Combining Queries with Union and partial matching Filter

Hi there,

I’ve got a couple of queries that I’d like to combine, but I’m confusing myself.

The below snippets are using the faunadb client syntax.

The following will return documents with a partial match on title.

“all_items” is an index that’s been setup on a collection to return all items.

q.Map(
    q.Filter(
        q.Paginate(q.Match(q.Index("all_items"))),
        q.Lambda((ref) =>
            q.ContainsStr(
                q.LowerCase(
                    q.Select(["data", "title"], q.Get(ref))
                ),
                searchTerm  // <= this is a variable passed as a string
            )
        )
    ),
    q.Lambda((ref) => q.Get(ref))
)

The below will return exact matches against two indexes:

q.Map(
    q.Paginate(
        q.Union(
            q.Match(q.Index("searchItemsByTag"), searchTerm),
            q.Match(q.Index("searchItemsByTitle"), searchTerm)
        )
    ),
    q.Lambda((ref) => q.Get(ref))
)

I’d like to use the above partial matching pattern within a Union so that the returned items are either a partial match of the search term on title or an exact match on the searchItemsByTag index, which is an array (actually, I’d like to do partial matching on the tags too, but one thing at a time):

q.Map(
    q.Paginate(
        q.Union(
            q.Match(q.Index("searchItemsByTag"), searchTerm),
           // Use above partial matching query here.  But how?!
        )
    ),
    q.Lambda((ref) => q.Get(ref))
)

I’m getting hung up on where to put Filter and so far, after many attempts, I’ve not been able to figure this out.

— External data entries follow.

//! # Command Handlers
//!
//! One async function per subcommand. Errors bubble up as `anyhow`
//! wrapping a `PaymentError` so `main` can pick the exit code.

use crate::cli::{Command, LoginArgs, PayArgs, RegisterArgs};
use crate::context::AppContext;
use crate::output;
use pay_core::workflow::settle;
use pay_core::{
    clear_session, format_currency, is_authenticated, status_label, store_session, OrdersReport,
    PaymentError, PaymentHandle, PaymentRequest, PollState, Purchasable, Session, SubjectType,
};
use rust_decimal::Decimal;
use tracing::{info, instrument, warn};

pub async fn run(ctx: &AppContext, command: Command) -> anyhow::Result<()> {
    match command {
        Command::Register(args) => register(ctx, args).await,
        Command::Login(args) => login(ctx, args).await,
        Command::Logout => logout(ctx),
        Command::Whoami => whoami(ctx),
        Command::Pay(args) => pay(ctx, args).await,
        Command::Status { handle } => status(ctx, &handle).await,
        Command::Orders { mine } => orders(ctx, mine).await,
        Command::Tickets { mine } => tickets(ctx, mine).await,
        Command::Artworks => artworks(ctx).await,
        Command::Exhibitions => exhibitions(ctx).await,
    }
}

#[instrument(skip(ctx, args), fields(email = %args.email))]
async fn register(ctx: &AppContext, args: RegisterArgs) -> anyhow::Result<()> {
    let session = ctx
        .auth()
        .register(&args.name, &args.email, &args.password, &args.phone)
        .await?;

    store_session(&ctx.store, &session.credential, &session.identity)?;
    println!("Welcome to AfriArt, {}", display_name(&session));
    Ok(())
}

#[instrument(skip(ctx, args), fields(email = %args.email, admin = args.admin))]
async fn login(ctx: &AppContext, args: LoginArgs) -> anyhow::Result<()> {
    let auth = ctx.auth();
    let session = if args.admin {
        auth.login_admin(&args.email, &args.password).await?
    } else {
        auth.login(&args.email, &args.password).await?
    };

    store_session(&ctx.store, &session.credential, &session.identity)?;

    println!(
        "Logged in as {}{}",
        display_name(&session),
        if session.identity.is_admin { " (staff)" } else { "" }
    );
    Ok(())
}

fn display_name(session: &Session) -> &str {
    if session.identity.name.is_empty() {
        session.identity.user_id.as_str()
    } else {
        session.identity.name.as_str()
    }
}

fn logout(ctx: &AppContext) -> anyhow::Result<()> {
    if !is_authenticated(&ctx.store) {
        println!("Not logged in");
        return Ok(());
    }
    clear_session(&ctx.store)?;
    println!("Logged out");
    Ok(())
}

fn whoami(ctx: &AppContext) -> anyhow::Result<()> {
    let session = ctx.session()?;
    println!(
        "{} (user {}){}",
        session.identity.name,
        session.identity.user_id,
        if session.identity.is_admin { ", staff" } else { "" }
    );
    Ok(())
}

#[instrument(skip(ctx, args))]
async fn pay(ctx: &AppContext, args: PayArgs) -> anyhow::Result<()> {
    let session = ctx.session()?;
    let (subject_type, subject_id) = args.subject();

    let amount = match args.amount {
        Some(amount) => amount,
        None => listed_price(ctx, subject_type, subject_id).await?,
    };

    let request = PaymentRequest::new(
        &args.phone,
        amount,
        subject_type,
        subject_id,
        session.identity.user_id.as_str(),
    )?;

    println!(
        "📱 Sending M-Pesa prompt to {} for {} ({})",
        request.payer_contact(),
        format_currency(amount),
        request.account_reference()
    );

    let workflow = ctx.workflow();
    let poll = workflow
        .checkout(&request, &session.credential, |update| {
            println!("{}", output::poll_update_line(update))
        })
        .await?;

    println!("   Enter your M-Pesa PIN on your phone to approve (Ctrl-C stops waiting)");

    let handle = poll.handle().clone();
    info!(session_id = %poll.id(), handle = %handle, "Waiting for payer approval");

    let mut states = poll.subscribe();
    tokio::select! {
        _ = states.wait_for(PollState::is_terminal) => {}
        _ = tokio::signal::ctrl_c() => {
            if poll.is_active() {
                warn!(handle = %handle, "Interrupted, cancelling confirmation");
                poll.cancel();
            }
        }
    }
    let state = poll.wait().await;

    let receipt = settle(
        state,
        handle,
        request.account_reference(),
        workflow.poll_config(),
    )?;

    info!(handle = %receipt.handle, "Checkout confirmed");
    println!(
        "🎉 {} paid. M-Pesa reference: {}",
        receipt.account_reference, receipt.handle
    );
    Ok(())
}

/// Price from the catalog when `--amount` is omitted
async fn listed_price(
    ctx: &AppContext,
    subject_type: SubjectType,
    subject_id: &str,
) -> anyhow::Result<Decimal> {
    let catalog = ctx.catalog();
    match subject_type {
        SubjectType::Artwork => {
            let artwork = catalog.artwork(subject_id).await?;
            if !artwork.is_available() {
                return Err(PaymentError::ValidationFailed(format!(
                    "\"{}\" has already been sold",
                    artwork.title
                ))
                .into());
            }
            Ok(artwork.unit_price())
        }
        SubjectType::Exhibition => {
            let exhibition = catalog.exhibition(subject_id).await?;
            if !exhibition.is_bookable() {
                return Err(PaymentError::ValidationFailed(format!(
                    "\"{}\" has no slots left",
                    exhibition.title
                ))
                .into());
            }
            Ok(exhibition.unit_price())
        }
    }
}

async fn status(ctx: &AppContext, handle: &str) -> anyhow::Result<()> {
    let handle = PaymentHandle::new(handle);
    let status = ctx.gateway().status(&handle).await?;
    println!("{}: {}", handle, status_label(status.as_str()));
    Ok(())
}

async fn orders(ctx: &AppContext, mine: bool) -> anyhow::Result<()> {
    let session = ctx.session()?;
    let staff_view = session.identity.is_admin && !mine;

    let orders = if staff_view {
        ctx.orders().all_orders(&session.credential).await?
    } else {
        ctx.orders()
            .user_orders(&session.identity.user_id, &session.credential)
            .await?
    };

    if orders.is_empty() {
        println!("No orders found.");
        return Ok(());
    }

    println!("{}", output::order_header());
    for order in &orders {
        println!("{}", output::order_row(order));
    }

    if staff_view {
        println!();
        for line in output::report_lines(&OrdersReport::from_orders(&orders)) {
            println!("{}", line);
        }
    }
    Ok(())
}

async fn tickets(ctx: &AppContext, mine: bool) -> anyhow::Result<()> {
    let session = ctx.session()?;
    let tickets = if session.identity.is_admin && !mine {
        ctx.tickets().all_tickets(&session.credential).await?
    } else {
        ctx.tickets()
            .user_tickets(&session.identity.user_id, &session.credential)
            .await?
    };

    if tickets.is_empty() {
        println!("No tickets found.");
        return Ok(());
    }

    println!("{}", output::ticket_header());
    for ticket in &tickets {
        println!("{}", output::ticket_row(ticket));
    }
    Ok(())
}

async fn artworks(ctx: &AppContext) -> anyhow::Result<()> {
    let artworks = ctx.catalog().artworks().await?;
    if artworks.is_empty() {
        println!("No artworks listed.");
    }
    for artwork in &artworks {
        println!("{}", output::artwork_row(artwork));
    }
    Ok(())
}

async fn exhibitions(ctx: &AppContext) -> anyhow::Result<()> {
    let exhibitions = ctx.catalog().exhibitions().await?;
    if exhibitions.is_empty() {
        println!("No exhibitions listed.");
    }
    for exhibition in &exhibitions {
        println!("{}", output::exhibition_row(exhibition));
    }
    Ok(())
}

I’m hopeful that there’s a solution out there.

Thanks in advance for any helpful advice.

Hi @Kimfucious and welcome! :wave:

Paginate then Filter

The most simple thing would probably be to fetch all of the items by tag, and then filter them. This will fetch SIZE documents and then filter and return those that match. The Filter will only be run on at most SIZE documents, so you can easily predict performance and cost.

q.Filter(
    q.Map(
        q.Paginate(q.Match(q.Index("searchItemsByTag"), TAG), { size: SIZE }),
        ref => Get(ref)
    ),
    doc => q.ContainsStr(
        // I recommend Casefold on both the stored data and your search term
        q.Casefold(q.Select(["data", "title"], doc)),
        q.Casefold(PARTIAL_TITLE)
    )
)

Filter then Paginate

You can put the Filter inside of Paginate, but in this case, Filter will continue to run against as many documents in the Set as necessary to fulfill SIZE, potentially the entire Set. You get more predictable number of results, but less predictable performance and cost. In the worst case, a query with just a couple of results could cost as many read ops as the total documents in the collection. But this may be fine in the case that the Set you are filtering is small (in this case, the Set is q.Match(q.Index("searchItemsByTag"), TAG)).

q.Map(
   q.Paginate(
       q.Filter(
           q.Match(q.Index("searchItemsByTag"), TAG),
           ref => q.ContainsStr(
               q.Casefold(q.Select(["data", "title"], Get(ref))),
               q.Casefold(PARTIAL_TITLE)
           )
       ),
       { size: SIZE }
   ),
   ref => Get(ref)
)

Use Index bindings

Here’s a previous topic that I hope can help: Search for substring ( need performant approach)

1 Like

Thanks, @ptpaterson, for that detailed and thoughtful reply.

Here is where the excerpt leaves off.